My friend was right. She's a little annoying, that one.
I was right too, by the way. I really do enjoy being right. I didn’t fall in love. Falling sounds accidental, because it is. It’s pheromones, and timing. We walked into love, eyes wide open, bruised and with hard won wisdom. It helps that we’d already loved each other for 25 years. The love just changed. Grew.
There is a terrible beauty in love the second time around. You have two people who have known great loss, whose characters have been distilled by battle and grief. Two people who come to the relationship with scars and walls, and also with tender spots- wounds yet unhealed that trigger strong reactions.
Being in love is one thing, but trusting yourself to be in a relationship is another.
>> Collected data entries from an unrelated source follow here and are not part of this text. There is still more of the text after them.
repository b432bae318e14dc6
use crate::Error;

#[derive(Debug)]
pub(super) struct InvalidConnectionUrl {
    pub(super) message: Box<str>,
}

impl Error {
    pub fn invalid_connection_url(message: impl Into<String>) -> Error {
        Error::from(super::ErrorKind::InvalidConnectionUrl(
            InvalidConnectionUrl {
                message: message.into().into(),
            },
        ))
    }

    pub fn is_invalid_connection_url(&self) -> bool {
        self.any_kind(|kind| matches!(kind, super::ErrorKind::InvalidConnectionUrl(_)))
    }
}

impl std::fmt::Display for InvalidConnectionUrl {
    fn fmt(&self, f: &mut std::fmt::Formatter<'_>) -> std::fmt::Result {
        write!(f, "invalid connection URL: {}", self.message)
    }
}
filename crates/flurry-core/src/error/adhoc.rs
use super::Error;

/// An error built from a formatted message.
#[derive(Debug)]
pub(super) struct AdhocError {
    message: Box<str>,
}

impl AdhocError {
    pub(super) fn new(message: impl Into<String>) -> AdhocError {
        AdhocError {
            message: message.into().into(),
        }
    }
}

impl std::error::Error for AdhocError {}

impl core::fmt::Display for AdhocError {
    fn fmt(&self, f: &mut core::fmt::Formatter) -> core::fmt::Result {
        f.write_str(&self.message)
    }
}

impl Error {
    /// Creates an error from format arguments. Used by the `bail!` and `err!`
    /// macros.
    pub fn from_args(args: core::fmt::Arguments<'_>) -> Error {
        let message = match args.as_str() {
            Some(message) => message.to_string(),
            None => args.to_string(),
        };
        Error::from(super::ErrorKind::Adhoc(AdhocError::new(message)))
    }
}
use flurry_core::{
    driver::{Capability, ParamStyle},
    stmt::{Expr, Lookup, Value},
};
use flurry_sql::{Dialect, Serializer};
use pretty_assertions::assert_eq;
use std_util::prelude::*;

const LOOKUPS: [Lookup; 7] = [
    Lookup::IExact,
    Lookup::Contains,
    Lookup::IContains,
    Lookup::StartsWith,
    Lookup::IStartsWith,
    Lookup::EndsWith,
    Lookup::IEndsWith,
];

fn render_with(dialect: &Dialect, expr: Expr) -> (String, Vec<Value>) {
    let mut params = Vec::<Value>::new();
    let sql = assert_ok!(Serializer::new(dialect).serialize_expr(&expr, &mut params));
    (sql, params)
}

fn render(expr: Expr) -> (String, Vec<Value>) {
    render_with(&Dialect::snowflake(), expr)
}

#[test]
fn istartswith_with_apostrophe() {
    let expr = Expr::pattern(Lookup::IStartsWith, Expr::column("name"), "O'Brien");

    let (sql, params) = render(expr.clone());
    assert_eq!(sql, r#""NAME" ILIKE %s || '%%' ESCAPE '\\'"#);
    assert_eq!(params, vec![Value::from("O'Brien")]);

    let qmark = Dialect::snowflake().with_capability(Capability {
        param_style: ParamStyle::Qmark,
        ..Capability::SNOWFLAKE
    });

    let (sql, params) = render_with(&qmark, expr);
    assert_eq!(sql, r#""NAME" ILIKE ? || '%' ESCAPE '\\'"#);
    assert_eq!(params, vec![Value::from("O'Brien")]);
}

#[test]
fn wildcards_in_needle_are_escaped() {
    let (sql, params) = render(Expr::contains(Expr::column("name"), "50%_off"));
    assert_eq!(sql, r#""NAME" LIKE '%%' || %s || '%%' ESCAPE '\\'"#);
    assert_eq!(params, vec![Value::from(r"50\%\_off")]);
}

#[test]
fn wildcard_placement() {
    let cases = [
        (Lookup::IExact, r#""NAME" ILIKE %s ESCAPE '\\'"#),
        (Lookup::StartsWith, r#""NAME" LIKE %s || '%%' ESCAPE '\\'"#),
        (Lookup::EndsWith, r#""NAME" LIKE '%%' || %s ESCAPE '\\'"#),
        (Lookup::IEndsWith, r#""NAME" ILIKE '%%' || %s ESCAPE '\\'"#),
        (Lookup::IContains, r#""NAME" ILIKE '%%' || %s || '%%' ESCAPE '\\'"#),
    ];

    for (lookup, expected) in cases {
        let (sql, _) = render(Expr::pattern(lookup, Expr::column("name"), "x"));
        assert_eq!(sql, expected, "lookup={lookup:?}");
    }
}

#[test]
fn every_lookup_has_one_escape_clause() {
    for lookup in LOOKUPS {
        for rhs in [Expr::from("a%b"), Expr::column("other")] {
            let (sql, params) = render(Expr::pattern(lookup, Expr::column("name"), rhs));

            assert_eq!(sql.matches(" ESCAPE ").count(), 1, "{sql}");
            assert!(sql.ends_with(r" ESCAPE '\\'"), "{sql}");

            // Wildcards never end up inside the bound needle.
            for param in &params {
                assert_eq!(param, &Value::from(r"a\%b"));
            }
        }
    }
}

#[test]
fn dynamic_needle_is_escaped_server_side() {
    let (sql, params) = render(Expr::contains(
        Expr::column("name"),
        Expr::column("nickname"),
    ));
    assert_eq!(
        sql,
        r#""NAME" LIKE '%%' || REPLACE(REPLACE(REPLACE("NICKNAME", '\\', '\\\\'), '%%', '\\%%'), '_', '\\_') || '%%' ESCAPE '\\'"#
    );
    assert_empty!(params);
}

#[test]
fn null_needle_is_rejected() {
    let dialect = Dialect::snowflake();
    let mut params = Vec::<Value>::new();
    let expr = Expr::starts_with(Expr::column("name"), Expr::null());

    let err = assert_err!(Serializer::new(&dialect).serialize_expr(&expr, &mut params));
    assert!(err.is_invalid_statement());
}
use super::*;

/// A `SELECT` over a single table.
///
/// Only the shapes needed for subqueries, `EXISTS` predicates and simple
/// reads are represented.
#[derive(Debug, Clone, PartialEq)]
pub struct Query {
    /// Projected expressions. An empty projection selects `*`.
    pub select: Vec<Expr>,

    /// Source table
    pub from: String,

    pub filter: Option<Expr>,

    pub order_by: Vec<OrderByExpr>,

    pub limit: Option<Limit>,

    pub lock: Option<Lock>,
}

impl Query {
    pub fn new(from: impl Into<String>) -> Query {
        Query {
            select: vec![],
            from: from.into(),
            filter: None,
            order_by: vec![],
            limit: None,
            lock: None,
        }
    }

    pub fn select(mut self, select: impl IntoIterator<Item = impl Into<Expr>>) -> Query {
        self.select = select.into_iter().map(Into::into).collect();
        self
    }

    pub fn filter(mut self, filter: impl Into<Expr>) -> Query {
        self.filter = Some(filter.into());
        self
    }

    pub fn order_by(mut self, expr: impl Into<Expr>, order: Direction) -> Query {
        self.order_by.push(OrderByExpr {
            expr: expr.into(),
            order: Some(order),
        });
        self
    }

    pub fn limit(mut self, limit: i64) -> Query {
        self.limit = Some(Limit {
            limit: Some(limit),
            offset: self.limit.and_then(|limit| limit.offset),
        });
        self
    }

    pub fn offset(mut self, offset: i64) -> Query {
        self.limit = Some(Limit {
            limit: self.limit.and_then(|limit| limit.limit),
            offset: Some(offset),
        });
        self
    }

    pub fn lock(mut self, lock: Lock) -> Query {
        self.lock = Some(lock);
        self
    }

    /// Removes any row-limiting clause.
    pub fn clear_limit(&mut self) {
        self.limit = None;
    }
}

/// `LIMIT` / `OFFSET`.
#[derive(Debug, Clone, Copy, PartialEq, Eq)]
pub struct Limit {
    /// `None` means no limit.
    pub limit: Option<i64>,

    pub offset: Option<i64>,
}

#[derive(Debug, Clone, PartialEq)]
pub struct OrderByExpr {
    /// The expression
    pub expr: Expr,

    /// Ascending or descending
    pub order: Option<Direction>,
}

#[derive(Debug, Clone, Copy, PartialEq, Eq)]
pub enum Direction {
    Asc,
    Desc,
}

/// Row-level lock requested by a query.
#[derive(Debug, Clone, Copy, PartialEq, Eq)]
pub enum Lock {
    Update,
    Share,
}

impl From<Query> for Statement {
    fn from(value: Query) -> Self {
        Statement::Query(value)
    }
}
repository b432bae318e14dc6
use super::*;

/// Cast a timestamp to its date or its time of day.
#[derive(Debug, Clone, PartialEq)]
pub struct ExprDateCast {
    pub expr: Box<Expr>,

    /// Either [`TemporalKind::Date`] or [`TemporalKind::Time`].
    pub output: TemporalKind,

    pub tz: Option<String>,
}

impl Expr {
    pub fn cast_date(expr: impl Into<Self>, tz: Option<String>) -> Self {
        ExprDateCast {
            expr: Box::new(expr.into()),
            output: TemporalKind::Date,
            tz,
        }
        .into()
    }

    pub fn cast_time(expr: impl Into<Self>, tz: Option<String>) -> Self {
        ExprDateCast {
            expr: Box::new(expr.into()),
            output: TemporalKind::Time,
            tz,
        }
        .into()
    }
}

impl From<ExprDateCast> for Expr {
    fn from(value: ExprDateCast) -> Self {
        Self::DateCast(value)
    }
}
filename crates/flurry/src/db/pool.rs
//! Connection pooling for warehouse sessions.

use crate::{BoxFuture, Result};

use flurry_core::{
    driver::{Capability, ConnectParams, Connection, Driver},
    Error,
};

use parking_lot::Mutex;
use tokio::time::Instant;

use std::{
    collections::VecDeque,
    ops::{Deref, DerefMut},
    sync::{
        atomic::{AtomicBool, Ordering},
        Arc, Weak,
    },
    time::Duration,
};

/// Configuration for connection pool behavior.
#[derive(Debug, Clone)]
pub struct PoolConfig {
    /// Maximum number of idle connections kept for reuse.
    pub max_size: usize,

    /// How long a connection may be used after it was opened.
    pub max_lifetime: Duration,
}

impl PoolConfig {
    /// Creates a new pool configuration with default settings.
    pub fn new() -> Self {
        Self {
            max_size: 100,
            max_lifetime: Duration::from_secs(60 * 60),
        }
    }

    pub fn max_size(mut self, max_size: usize) -> Self {
        self.max_size = max_size;
        self
    }

    pub fn max_lifetime(mut self, max_lifetime: Duration) -> Self {
        self.max_lifetime = max_lifetime;
        self
    }
}

impl Default for PoolConfig {
    fn default() -> Self {
        Self::new()
    }
}

/// A pool of warehouse sessions.
///
/// Acquiring never waits for capacity: when no idle connection is available a
/// new one is opened. The bound applies when connections come back; a
/// connection released into a full pool is closed. Expiry is checked lazily,
/// on acquire and on release.
#[derive(Clone)]
pub struct Pool {
    inner: Arc<Inner>,
}

struct Inner {
    driver: Box<dyn Driver>,
    params: ConnectParams,
    config: PoolConfig,
    idle: Mutex<VecDeque<Idle>>,

    /// Set by `shutdown`; released connections are closed from then on.
    closed: AtomicBool,
}

struct Idle {
    connection: Box<dyn Connection>,
    expires_at: Instant,
}

impl Pool {
    /// Creates a new connection pool.
    ///
    /// The connection parameters are checked here, before any connection is
    /// attempted. No connection is opened until the first `acquire`.
    pub fn new(driver: impl Driver, params: ConnectParams, config: PoolConfig) -> Result<Pool> {
        params.validate()?;

        if config.max_size == 0 {
            return Err(Error::invalid_configuration(
                "pool `max_size` must be at least 1",
            ));
        }

        Ok(Pool {
            inner: Arc::new(Inner {
                driver: Box::new(driver),
                params,
                config,
                idle: Mutex::new(VecDeque::new()),
                closed: AtomicBool::new(false),
            }),
        })
    }

    /// Retrieves a connection from the pool, opening a new one if no
    /// unexpired idle connection is available.
    pub async fn acquire(&self) -> Result<PooledConnection> {
        let now = Instant::now();

        loop {
            let idle = self.inner.idle.lock().pop_front();

            let Some(idle) = idle else {
                break;
            };

            if idle.expires_at > now {
                return Ok(self.lease(idle.connection, idle.expires_at));
            }

            tracing::debug!("closing expired idle connection");
            close_quietly(idle.connection);
        }

        let connection = self.inner.driver.connect(&self.inner.params).await?;
        tracing::debug!(
            account = self.inner.params.account.as_deref(),
            "opened new connection"
        );

        Ok(self.lease(connection, now + self.inner.config.max_lifetime))
    }

    /// Runs `f` with a leased connection.
    ///
    /// The connection goes back to the pool once `f` completes. When `f`
    /// fails, the statement active on the connection is cancelled first. If
    /// the returned future is dropped before `f` completes, the connection
    /// is discarded instead.
    pub async fn scoped<T, F>(&self, f: F) -> Result<T>
    where
        F: for<'c> FnOnce(&'c mut PooledConnection) -> BoxFuture<'c, Result<T>>,
    {
        let mut connection = self.acquire().await?;

        connection.set_reusable(false);
        let ret = f(&mut connection).await;
        connection.set_reusable(true);

        if ret.is_err() {
            connection.cancel_quietly();
        }

        ret
    }

    /// Closes every idle connection. Connections still leased are closed
    /// when they are released.
    pub fn shutdown(&self) {
        let drained = {
            let mut idle = self.inner.idle.lock();
            self.inner.closed.store(true, Ordering::Release);
            std::mem::take(&mut *idle)
        };
        tracing::debug!(connections = drained.len(), "shutting down pool");

        for idle in drained {
            close_quietly(idle.connection);
        }
    }

    /// Number of connections waiting in the pool.
    pub fn idle_count(&self) -> usize {
        self.inner.idle.lock().len()
    }

    pub fn config(&self) -> &PoolConfig {
        &self.inner.config
    }

    /// Returns the database driver's capabilities.
    pub fn capability(&self) -> &Capability {
        self.inner.driver.capability()
    }

    pub fn driver(&self) -> &dyn Driver {
        &*self.inner.driver
    }

    fn lease(&self, connection: Box<dyn Connection>, expires_at: Instant) -> PooledConnection {
        PooledConnection {
            connection: Some(connection),
            expires_at,
            reusable: true,
            pool: Arc::downgrade(&self.inner),
        }
    }
}

impl Inner {
    fn release(&self, connection: Box<dyn Connection>, expires_at: Instant) {
        if Instant::now() >= expires_at {
            tracing::debug!("released connection has expired; closing");
            close_quietly(connection);
            return;
        }

        // `shutdown` sets `closed` while holding the idle lock.
        let rejected = {
            let mut idle = self.idle.lock();

            if self.closed.load(Ordering::Acquire) {
                Some((connection, "pool is shut down; closing released connection"))
            } else if idle.len() >= self.config.max_size {
                Some((connection, "pool is full; closing connection"))
            } else {
                idle.push_back(Idle {
                    connection,
                    expires_at,
                });
                None
            }
        };

        if let Some((connection, reason)) = rejected {
            tracing::debug!(max_size = self.config.max_size, "{reason}");
            close_quietly(connection);
        }
    }
}

impl Drop for Inner {
    fn drop(&mut self) {
        for idle in self.idle.get_mut().drain(..) {
            close_quietly(idle.connection);
        }
    }
}

impl std::fmt::Debug for Pool {
    fn fmt(&self, f: &mut std::fmt::Formatter<'_>) -> std::fmt::Result {
        f.debug_struct("Pool")
            .field("driver", &self.inner.driver)
            .field("config", &self.inner.config)
            .field("idle", &self.idle_count())
            .finish()
    }
}

/// A connection leased from a pool.
///
/// When dropped, the connection is returned to the pool it came from, or
/// closed if it expired, the pool is full or the pool is gone.
pub struct PooledConnection {
    // Present until dropped.
    connection: Option<Box<dyn Connection>>,
    expires_at: Instant,

    /// Cleared while the session holds state the next lessee must not see,
    /// such as an open transaction.
    reusable: bool,
    pool: Weak<Inner>,
}

impl PooledConnection {
    /// When the connection stops being reused.
    pub fn expires_at(&self) -> Instant {
        self.expires_at
    }

    /// Mark whether the connection may go back to the pool when dropped.
    /// A connection dropped while not reusable is cancelled and closed.
    pub(crate) fn set_reusable(&mut self, reusable: bool) {
        self.reusable = reusable;
    }

    fn cancel_quietly(&mut self) {
        if let Err(err) = self.cancel() {
            tracing::warn!(%err, "failed to cancel statement");
        }
    }
}

impl Deref for PooledConnection {
    type Target = dyn Connection;

    fn deref(&self) -> &Self::Target {
        match &self.connection {
            Some(connection) => &**connection,
            None => unreachable!("connection used after release"),
        }
    }
}

impl DerefMut for PooledConnection {
    fn deref_mut(&mut self) -> &mut Self::Target {
        match &mut self.connection {
            Some(connection) => &mut **connection,
            None => unreachable!("connection used after release"),
        }
    }
}

impl Drop for PooledConnection {
    fn drop(&mut self) {
        let Some(mut connection) = self.connection.take() else {
            return;
        };

        if !self.reusable {
            tracing::debug!("connection dropped mid-operation; discarding");
            if let Err(err) = connection.cancel() {
                tracing::warn!(%err, "failed to cancel statement");
            }
            close_quietly(connection);
            return;
        }

        match self.pool.upgrade() {
            Some(pool) => pool.release(connection, self.expires_at),
            None => close_quietly(connection),
        }
    }
}

impl std::fmt::Debug for PooledConnection {
    fn fmt(&self, f: &mut std::fmt::Formatter<'_>) -> std::fmt::Result {
        f.debug_struct("PooledConnection")
            .field("connection", &self.connection)
            .field("expires_at", &self.expires_at)
            .field("reusable", &self.reusable)
            .finish()
    }
}

/// Close a connection that is being discarded. Failures are logged and
/// otherwise ignored.
fn close_quietly(mut connection: Box<dyn Connection>) {
    if let Err(err) = connection.close() {
        tracing::warn!(%err, "failed to close connection");
    }
}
I didn't really trust myself until we had our first argument. I got hurt- I honestly don't even remember over what- and my reaction was, Oh, HELL no! That sounds negative, but it is decidedly not. Even though I had that reaction, and honestly, it was likely disproportionate to what had actually happened, it reassured me that I had boundaries, and that I would stand up for myself.
The past few years have taught me that you cannot give away what you do not have. You need to look out for yourself and advocate for yourself, so that you can give of yourself to others. If it comes down to it, I pick me. That may sound selfish. I don't think it is. I am the love of my life, in the end. And knowing that allows me to love him freely and without fear- because even if it all goes to hell in a handbasket, I know I will survive. And I won't be alone. I'll have ME.